Henri “Papillon” Charrière (Charlie Hunnam) is a safecracker from the Parisian underworld who seems to be living the good life and loving every second of it. That is, until he is framed for murder and condemned to life in the notorious penal colony on Devil’s Island, the kind of place where even the roughest, toughest, and most hardened-criminals go to die and become shells of their former-selves. But Henri isn’t going to let the hardcore-conditions get to him, he’s going to try and regain his freedom, by any means necessary. Even if that means failing and being punished for it just about every time, he’ll do it. He just needs to escape and return to his former-life, with the love of his life (Eve Hewson). And it’s why he forms something of an alliance/friendship with convicted counterfeiter Louis Dega (Rami Malek), who agrees to help out Henri, so long as he protects him on the inside.

Cause in case you didn’t know, prison is hell. Clearly.

So, you’re telling me that Charlie Hunnam is this generation’s Steve McQueen?

As is the case with every remake that comes around, you have to ask: Did it need a remake? In the case of Papillon, the 1973 thriller starring Steve McQueen and Dustin Hoffman, well, not really. As it stands on its own, it’s solid, exciting, and surprisingly dramatic, even in the smaller, human moments. It’s not a perfect movie and I wouldn’t necessarily call it “a classic”, but it’s a good prison-flick that never forgets to be humane when it has the chance to be.

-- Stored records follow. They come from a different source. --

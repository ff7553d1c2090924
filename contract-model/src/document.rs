//! Clause tree, definitions and cross references.

use std::collections::BTreeMap;

use schemars::JsonSchema;
use serde::{Deserialize, Serialize};

/// One clause in the parsed document, identified by a dotted id such as
/// `14.2.1`. Clauses form a forest ordered by document position.
#[derive(Debug, Clone, Default, Serialize, Deserialize, JsonSchema)]
pub struct ClauseNode {
    pub clause_id: String,
    /// First heading line of the clause; empty when none could be extracted.
    #[serde(default)]
    pub title: String,
    /// Depth of the dotted id (`14` → 0, `14.2` → 1), capped by the parser's
    /// `max_depth`.
    #[serde(default)]
    pub level: usize,
    pub text: String,
    #[serde(default)]
    pub start_offset: usize,
    #[serde(default)]
    pub end_offset: usize,
    #[serde(default)]
    pub children: Vec<ClauseNode>,
}

/// Where a cross reference was discovered.
#[derive(Debug, Clone, Copy, PartialEq, Eq, Serialize, Deserialize, JsonSchema)]
#[serde(rename_all = "lowercase")]
pub enum ReferenceSource {
    Regex,
    Llm,
}

impl Default for ReferenceSource {
    fn default() -> Self {
        ReferenceSource::Regex
    }
}

/// A reference from one clause to another ("see Clause 14.2").
///
/// `is_valid` is true iff `target_clause_id` exists in the clause tree the
/// reference was extracted from.
#[derive(Debug, Clone, Serialize, Deserialize, JsonSchema)]
pub struct CrossReference {
    pub source_clause_id: String,
    pub target_clause_id: String,
    pub reference_text: String,
    #[serde(default)]
    pub reference_type: String,
    pub is_valid: bool,
    #[serde(default)]
    pub source: ReferenceSource,
    #[serde(default = "default_confidence")]
    pub confidence: f32,
}

fn default_confidence() -> f32 {
    1.0
}

/// Extracted definition with provenance, kept alongside the plain
/// `definitions` map for callers that need aliases or confidence.
#[derive(Debug, Clone, Default, Serialize, Deserialize, JsonSchema)]
pub struct DefinitionEntry {
    pub term: String,
    pub definition: String,
    #[serde(default)]
    pub aliases: Vec<String>,
    #[serde(default)]
    pub category: String,
    #[serde(default = "default_confidence")]
    pub confidence: f32,
    #[serde(default)]
    pub source: String,
}

/// Parser configuration, usually supplied by a domain plugin.
#[derive(Debug, Clone, Serialize, Deserialize, JsonSchema)]
pub struct DocumentParserConfig {
    /// Line-anchored regex matching the start of a clause heading.
    pub clause_pattern: String,
    #[serde(default)]
    pub chapter_pattern: Option<String>,
    /// Clause id of the definitions/interpretation section, when known.
    #[serde(default)]
    pub definitions_section_id: Option<String>,
    pub max_depth: usize,
    pub structure_type: String,
    /// Additional domain-specific cross-reference regexes.
    #[serde(default)]
    pub cross_reference_patterns: Vec<String>,
}

impl Default for DocumentParserConfig {
    fn default() -> Self {
        Self {
            clause_pattern: r"^\d+(?:\.\d+)*\s+".to_string(),
            chapter_pattern: None,
            definitions_section_id: None,
            max_depth: 4,
            structure_type: "generic_numbered".to_string(),
            cross_reference_patterns: Vec::new(),
        }
    }
}

/// Parsed document: clause forest plus the indexes derived from it.
#[derive(Debug, Clone, Default, Serialize, Deserialize, JsonSchema)]
pub struct DocumentStructure {
    pub document_id: String,
    pub structure_type: String,
    pub total_clauses: usize,
    pub clauses: Vec<ClauseNode>,
    #[serde(default)]
    pub definitions: BTreeMap<String, String>,
    #[serde(default)]
    pub definitions_v2: Vec<DefinitionEntry>,
    #[serde(default)]
    pub cross_references: Vec<CrossReference>,
}

impl DocumentStructure {
    /// Finds a clause by exact id anywhere in the forest.
    pub fn find_clause(&self, clause_id: &str) -> Option<&ClauseNode> {
        find_in(&self.clauses, clause_id)
    }

    /// Full context text of a clause: its own text followed by all
    /// descendants, in document order.
    pub fn clause_context(&self, clause_id: &str) -> Option<String> {
        self.find_clause(clause_id).map(collect_text)
    }

    /// Text of the clause matching `clause_id`.
    ///
    /// Falls back to a prefix match on numbering when there is no exact hit:
    /// asking for `14.2` returns the first `14.2.x` clause (and vice versa).
    /// Callers expecting strict lookup should use [`Self::find_clause`].
    pub fn clause_text(&self, clause_id: &str) -> String {
        search_text(&self.clauses, clause_id)
    }

    /// All clause ids in the forest, in document order.
    pub fn all_clause_ids(&self) -> Vec<String> {
        let mut ids = Vec::new();
        collect_ids(&self.clauses, &mut ids);
        ids
    }
}

fn find_in<'a>(nodes: &'a [ClauseNode], clause_id: &str) -> Option<&'a ClauseNode> {
    for node in nodes {
        if node.clause_id == clause_id {
            return Some(node);
        }
        if let Some(found) = find_in(&node.children, clause_id) {
            return Some(found);
        }
    }
    None
}

fn collect_text(node: &ClauseNode) -> String {
    let mut parts = vec![node.text.clone()];
    for child in &node.children {
        parts.push(collect_text(child));
    }
    parts.join("\n")
}

fn collect_ids(nodes: &[ClauseNode], out: &mut Vec<String>) {
    for node in nodes {
        out.push(node.clause_id.clone());
        collect_ids(&node.children, out);
    }
}

fn search_text(nodes: &[ClauseNode], target_id: &str) -> String {
    for node in nodes {
        if node.clause_id == target_id {
            return node.text.clone();
        }
        if !node.children.is_empty() {
            let found = search_text(&node.children, target_id);
            if !found.is_empty() {
                return found;
            }
        }
        // Prefix tolerance for numbering mismatches (14.2 vs 14.2.1).
        if !node.clause_id.is_empty()
            && !target_id.is_empty()
            && (node.clause_id.starts_with(&format!("{target_id}."))
                || target_id.starts_with(&format!("{}.", node.clause_id)))
            && !node.text.is_empty()
        {
            return node.text.clone();
        }
    }
    String::new()
}

#[cfg(test)]
mod tests {
    use super::*;

    fn leaf(id: &str, text: &str) -> ClauseNode {
        ClauseNode {
            clause_id: id.to_string(),
            text: text.to_string(),
            ..Default::default()
        }
    }

    fn sample() -> DocumentStructure {
        let mut parent = leaf("14.2", "14.2 Advance Payment");
        parent.children = vec![leaf("14.2.1", "14.2.1 The advance shall be repaid")];
        DocumentStructure {
            document_id: "doc-1".to_string(),
            structure_type: "generic_numbered".to_string(),
            total_clauses: 3,
            clauses: vec![leaf("1", "1 Definitions"), parent],
            ..Default::default()
        }
    }

    #[test]
    fn finds_nested_clause() {
        let doc = sample();
        assert!(doc.find_clause("14.2.1").is_some());
        assert!(doc.find_clause("99").is_none());
    }

    #[test]
    fn context_includes_descendants() {
        let doc = sample();
        let ctx = doc.clause_context("14.2").unwrap();
        assert!(ctx.contains("Advance Payment"));
        assert!(ctx.contains("shall be repaid"));
    }

    #[test]
    fn clause_text_prefix_match() {
        let mut doc = sample();
        // Remove the exact 14.2 text so only the child can answer.
        doc.clauses[1].text = String::new();
        let text = doc.clause_text("14.2");
        assert!(text.contains("14.2.1"));
    }

    #[test]
    fn all_ids_in_document_order() {
        let doc = sample();
        assert_eq!(doc.all_clause_ids(), vec!["1", "14.2", "14.2.1"]);
    }
}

Which is what brings me to the case of Papillon, the 2018 remake that feels like it’s doing everything it can do to tell the same story with a new, exciting, and unpredictable flair, but mostly, remains conventional, dull, a little boring, and oh yeah, constantly predictable. It’s the kind of movie where, by the end credits, you can tell that there were good intentions involved, i.e. to tell the true story of one man’s passion for freedom, even in the midst of some of the worst and most inhumane conditions possible, but by the two-hour mark, the movie has lost any chance in really working up any fireworks, emotional or not. By then, we’re already checked-out and wondering where to eat after it’s over.

Yep. It gets that boring.

And that Rami Malek is this generation’s Dustin Hoffman?

Which is a shame, because the movie does look cool and both Hunnam and Malek do their best, but really, they can’t do much with thinly-written material that seems to be moving at a-mile-a-minute. One of the best things about the original flick was how it took its time to get us in the mood of dread and death, as well as gave us time for small character-stuff, to where we actually gave a crap about these two trying to escape, by any means necessary. Here, we don’t really care, because these characters never ring true as real people; Hunnam is as his usual heroic, stoic-self that’s usually just there to be hunky and hairless, whereas Malek, who is usually very good, seems like he can’t make-up his mind on whether he wants to be a full-on weirdo, or just neurotic.

Either way, they’re both trying something and it doesn’t really work. And it’s not necessarily their faults, as Papillon, the remake, never quite had the chance to succeed. Sometimes, you just can’t touch certain movies, regardless of if they’re considered classics or not.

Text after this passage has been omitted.